▶ _Exercise aim_
Every line containing "CreateFranchiseRequest" should be copied out. Go through the entries and find them.

▶ _Records to process_
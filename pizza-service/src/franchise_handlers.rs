use std::collections::HashMap;

use axum::{
    extract::{Path, Query, State},
    Json,
};
use serde::{Deserialize, Serialize};
use sqlx::PgPool;
use uuid::Uuid;

use common_http_errors::{ApiError, ApiResult};
use common_security::{authorize, Action, Decision, Relationship, Role};

use crate::app::{db_error, is_unique_violation, AppState};
use crate::auth_handlers::MessageResponse;
use crate::session::CurrentUser;
use crate::user_handlers::{name_pattern, DEFAULT_PAGE_SIZE, MAX_PAGE_SIZE};

#[derive(Debug, Clone, Serialize, sqlx::FromRow)]
pub struct FranchiseAdmin {
    pub id: Uuid,
    pub name: String,
    pub email: String,
}

#[derive(Debug, Clone, Serialize, sqlx::FromRow)]
pub struct Store {
    pub id: Uuid,
    pub name: String,
}

#[derive(Debug, Serialize)]
pub struct Franchise {
    pub id: Uuid,
    pub name: String,
    /// Admin identities are embedded only for callers allowed to see them.
    #[serde(skip_serializing_if = "Option::is_none")]
    pub admins: Option<Vec<FranchiseAdmin>>,
    pub stores: Vec<Store>,
}

#[derive(sqlx::FromRow)]
struct FranchiseRow {
    id: Uuid,
    name: String,
}

async fn load_stores(
    pool: &PgPool,
    franchise_ids: &[Uuid],
) -> Result<HashMap<Uuid, Vec<Store>>, sqlx::Error> {
    #[derive(sqlx::FromRow)]
    struct StoreRow {
        id: Uuid,
        franchise_id: Uuid,
        name: String,
    }

    let rows = sqlx::query_as::<_, StoreRow>(
        "SELECT id, franchise_id, name FROM stores WHERE franchise_id = ANY($1) ORDER BY created_at, id",
    )
    .bind(franchise_ids)
    .fetch_all(pool)
    .await?;

    let mut grouped: HashMap<Uuid, Vec<Store>> = HashMap::new();
    for row in rows {
        grouped.entry(row.franchise_id).or_default().push(Store {
            id: row.id,
            name: row.name,
        });
    }
    Ok(grouped)
}

async fn load_admins(
    pool: &PgPool,
    franchise_ids: &[Uuid],
) -> Result<HashMap<Uuid, Vec<FranchiseAdmin>>, sqlx::Error> {
    #[derive(sqlx::FromRow)]
    struct AdminRow {
        franchise_id: Uuid,
        id: Uuid,
        name: String,
        email: String,
    }

    let rows = sqlx::query_as::<_, AdminRow>(
        "SELECT fa.franchise_id, u.id, u.name, u.email
         FROM franchise_admins fa
         JOIN users u ON u.id = fa.user_id
         WHERE fa.franchise_id = ANY($1)
         ORDER BY fa.franchise_id, fa.position",
    )
    .bind(franchise_ids)
    .fetch_all(pool)
    .await?;

    let mut grouped: HashMap<Uuid, Vec<FranchiseAdmin>> = HashMap::new();
    for row in rows {
        grouped
            .entry(row.franchise_id)
            .or_default()
            .push(FranchiseAdmin {
                id: row.id,
                name: row.name,
                email: row.email,
            });
    }
    Ok(grouped)
}

async fn assemble_franchises(
    pool: &PgPool,
    rows: Vec<FranchiseRow>,
    include_admins: bool,
) -> Result<Vec<Franchise>, sqlx::Error> {
    let ids: Vec<Uuid> = rows.iter().map(|row| row.id).collect();
    let mut stores = load_stores(pool, &ids).await?;
    let mut admins = if include_admins {
        Some(load_admins(pool, &ids).await?)
    } else {
        None
    };

    Ok(rows
        .into_iter()
        .map(|row| Franchise {
            stores: stores.remove(&row.id).unwrap_or_default(),
            admins: admins
                .as_mut()
                .map(|map| map.remove(&row.id).unwrap_or_default()),
            id: row.id,
            name: row.name,
        })
        .collect())
}

async fn is_franchise_operator(
    pool: &PgPool,
    franchise_id: Uuid,
    user_id: Uuid,
) -> Result<bool, sqlx::Error> {
    let (operator,): (bool,) = sqlx::query_as(
        "SELECT EXISTS (SELECT 1 FROM franchise_admins WHERE franchise_id = $1 AND user_id = $2)",
    )
    .bind(franchise_id)
    .bind(user_id)
    .fetch_one(pool)
    .await?;
    Ok(operator)
}

#[derive(Debug, Deserialize)]
pub struct ListFranchisesQuery {
    pub page: Option<i64>,
    pub limit: Option<i64>,
    pub name: Option<String>,
}

#[derive(Serialize)]
pub struct FranchiseListResponse {
    pub franchises: Vec<Franchise>,
    pub more: bool,
}

pub async fn list_franchises(
    State(state): State<AppState>,
    caller: Option<CurrentUser>,
    Query(query): Query<ListFranchisesQuery>,
) -> ApiResult<Json<FranchiseListResponse>> {
    let include_admins = caller
        .as_ref()
        .map(|current| current.actor.is_admin())
        .unwrap_or(false);

    let page = query.page.unwrap_or(0).max(0);
    let limit = query.limit.unwrap_or(DEFAULT_PAGE_SIZE).clamp(1, MAX_PAGE_SIZE);
    let pattern = name_pattern(query.name.as_deref());

    let mut rows = sqlx::query_as::<_, FranchiseRow>(
        "SELECT id, name FROM franchises WHERE name ILIKE $1 ORDER BY created_at, id LIMIT $2 OFFSET $3",
    )
    .bind(&pattern)
    .bind(limit + 1)
    .bind(page * limit)
    .fetch_all(&state.db)
    .await
    .map_err(db_error)?;

    let more = rows.len() as i64 > limit;
    rows.truncate(limit as usize);

    let franchises = assemble_franchises(&state.db, rows, include_admins)
        .await
        .map_err(db_error)?;

    Ok(Json(FranchiseListResponse { franchises, more }))
}

#[derive(Debug, Deserialize)]
pub struct AdminRef {
    pub email: String,
}

#[derive(Debug, Deserialize)]
pub struct CreateFranchiseRequest {
    pub name: String,
    #[serde(default)]
    pub admins: Vec<AdminRef>,
}

pub async fn create_franchise(
    State(state): State<AppState>,
    current: CurrentUser,
    Json(request): Json<CreateFranchiseRequest>,
) -> ApiResult<Json<Franchise>> {
    if authorize(&current.actor, Action::CreateFranchise, Relationship::None) != Decision::Granted
    {
        return Err(ApiError::forbidden("unable to create a franchise"));
    }
    if request.name.trim().is_empty() {
        return Err(ApiError::bad_request("franchise name is required"));
    }

    let franchise_id = Uuid::new_v4();
    let mut tx = state.db.begin().await.map_err(db_error)?;

    sqlx::query("INSERT INTO franchises (id, name) VALUES ($1, $2)")
        .bind(franchise_id)
        .bind(&request.name)
        .execute(&mut *tx)
        .await
        .map_err(|err| {
            if is_unique_violation(&err) {
                ApiError::conflict("a franchise with that name already exists")
            } else {
                db_error(err)
            }
        })?;

    // Resolve every admin email before anything is visible; one unknown
    // email aborts the whole creation.
    let mut admins = Vec::with_capacity(request.admins.len());
    for (position, admin) in request.admins.iter().enumerate() {
        let row = sqlx::query_as::<_, FranchiseAdmin>(
            "SELECT id, name, email FROM users WHERE email = $1",
        )
        .bind(&admin.email)
        .fetch_optional(&mut *tx)
        .await
        .map_err(db_error)?;

        let Some(user) = row else {
            return Err(ApiError::not_found(format!(
                "unknown user for franchise admin {}",
                admin.email
            )));
        };

        if admins.iter().any(|existing: &FranchiseAdmin| existing.id == user.id) {
            continue;
        }

        sqlx::query(
            "INSERT INTO franchise_admins (franchise_id, user_id, position) VALUES ($1, $2, $3)",
        )
        .bind(franchise_id)
        .bind(user.id)
        .bind(position as i32)
        .execute(&mut *tx)
        .await
        .map_err(db_error)?;

        sqlx::query("INSERT INTO user_roles (user_id, role, object_id) VALUES ($1, $2, $3)")
            .bind(user.id)
            .bind(Role::Franchisee.as_str())
            .bind(franchise_id)
            .execute(&mut *tx)
            .await
            .map_err(db_error)?;

        admins.push(user);
    }

    tx.commit().await.map_err(db_error)?;

    Ok(Json(Franchise {
        id: franchise_id,
        name: request.name,
        admins: Some(admins),
        stores: Vec::new(),
    }))
}

pub async fn list_user_franchises(
    State(state): State<AppState>,
    current: CurrentUser,
    Path(user_id): Path<Uuid>,
) -> ApiResult<Json<Vec<Franchise>>> {
    let relationship = if current.user.id == user_id {
        Relationship::SelfUser
    } else {
        Relationship::None
    };

    match authorize(&current.actor, Action::ListUserFranchises, relationship) {
        Decision::Granted => {}
        // Visibility mismatch answers with an empty set, not a denial.
        Decision::Masked => return Ok(Json(Vec::new())),
        Decision::Denied => return Err(ApiError::forbidden("unauthorized")),
    }

    let rows = sqlx::query_as::<_, FranchiseRow>(
        "SELECT f.id, f.name
         FROM franchises f
         JOIN franchise_admins fa ON fa.franchise_id = f.id
         WHERE fa.user_id = $1
         ORDER BY f.created_at, f.id",
    )
    .bind(user_id)
    .fetch_all(&state.db)
    .await
    .map_err(db_error)?;

    let franchises = assemble_franchises(&state.db, rows, true)
        .await
        .map_err(db_error)?;
    Ok(Json(franchises))
}

pub async fn delete_franchise(
    State(state): State<AppState>,
    current: CurrentUser,
    Path(franchise_id): Path<Uuid>,
) -> ApiResult<Json<MessageResponse>> {
    if authorize(&current.actor, Action::DeleteFranchise, Relationship::None) != Decision::Granted
    {
        return Err(ApiError::forbidden("unable to delete a franchise"));
    }

    let mut tx = state.db.begin().await.map_err(db_error)?;

    sqlx::query("DELETE FROM user_roles WHERE role = $1 AND object_id = $2")
        .bind(Role::Franchisee.as_str())
        .bind(franchise_id)
        .execute(&mut *tx)
        .await
        .map_err(db_error)?;

    let result = sqlx::query("DELETE FROM franchises WHERE id = $1")
        .bind(franchise_id)
        .execute(&mut *tx)
        .await
        .map_err(db_error)?;
    if result.rows_affected() == 0 {
        return Err(ApiError::not_found("franchise not found"));
    }

    tx.commit().await.map_err(db_error)?;

    Ok(Json(MessageResponse {
        message: "franchise deleted",
    }))
}

#[derive(Debug, Deserialize)]
pub struct CreateStoreRequest {
    pub name: String,
}

#[derive(Serialize)]
#[serde(rename_all = "camelCase")]
pub struct StoreCreated {
    pub id: Uuid,
    pub franchise_id: Uuid,
    pub name: String,
}

pub async fn create_store(
    State(state): State<AppState>,
    current: CurrentUser,
    Path(franchise_id): Path<Uuid>,
    Json(request): Json<CreateStoreRequest>,
) -> ApiResult<Json<StoreCreated>> {
    let relationship = if is_franchise_operator(&state.db, franchise_id, current.user.id)
        .await
        .map_err(db_error)?
    {
        Relationship::FranchiseOperator
    } else {
        Relationship::None
    };
    if authorize(&current.actor, Action::CreateStore, relationship) != Decision::Granted {
        return Err(ApiError::forbidden("unable to create a store"));
    }

    let (exists,): (bool,) =
        sqlx::query_as("SELECT EXISTS (SELECT 1 FROM franchises WHERE id = $1)")
            .bind(franchise_id)
            .fetch_one(&state.db)
            .await
            .map_err(db_error)?;
    if !exists {
        return Err(ApiError::not_found("franchise not found"));
    }

    let store_id = Uuid::new_v4();
    sqlx::query("INSERT INTO stores (id, franchise_id, name) VALUES ($1, $2, $3)")
        .bind(store_id)
        .bind(franchise_id)
        .bind(&request.name)
        .execute(&state.db)
        .await
        .map_err(db_error)?;

    Ok(Json(StoreCreated {
        id: store_id,
        franchise_id,
        name: request.name,
    }))
}

pub async fn delete_store(
    State(state): State<AppState>,
    current: CurrentUser,
    Path((franchise_id, store_id)): Path<(Uuid, Uuid)>,
) -> ApiResult<Json<MessageResponse>> {
    let relationship = if is_franchise_operator(&state.db, franchise_id, current.user.id)
        .await
        .map_err(db_error)?
    {
        Relationship::FranchiseOperator
    } else {
        Relationship::None
    };
    if authorize(&current.actor, Action::DeleteStore, relationship) != Decision::Granted {
        return Err(ApiError::forbidden("unable to delete a store"));
    }

    // Scoped to the franchise in the path; a store id under some other
    // franchise is not found, never silently removed.
    let result = sqlx::query("DELETE FROM stores WHERE id = $1 AND franchise_id = $2")
        .bind(store_id)
        .bind(franchise_id)
        .execute(&state.db)
        .await
        .map_err(db_error)?;
    if result.rows_affected() == 0 {
        return Err(ApiError::not_found("store not found"));
    }

    Ok(Json(MessageResponse {
        message: "store deleted",
    }))
}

▶ _Your response_
pub struct CreateFranchiseRequest {
    Json(request): Json<CreateFranchiseRequest>,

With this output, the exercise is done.